Only the lines from the one containing "result payload and" through the final line of the entries below are wanted, each copied exactly.

Records contained in a dataset

++++++++++

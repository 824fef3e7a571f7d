//! Lumen Core
//!
//! Core types and pure logic for the Lumen visual-testing CI agent.
//!
//! This crate contains:
//! - Domain types: job handles, statuses, the terminal result payload and
//!   the testing configuration sent with a trigger
//! - DTOs: request/response shapes exchanged with the testing service
//! - Report rendering: the pull request comment and the run summary
//!
//! Nothing in here performs I/O.

pub mod domain;
pub mod dto;
pub mod report;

++++++++++

• [RESPONSE TO THE EXERCISE]:
//! - Domain types: job handles, statuses, the terminal result payload and
//!   the testing configuration sent with a trigger
//! - DTOs: request/response shapes exchanged with the testing service
//! - Report rendering: the pull request comment and the run summary
//!
//! Nothing in here performs I/O.

pub mod domain;
pub mod dto;
pub mod report;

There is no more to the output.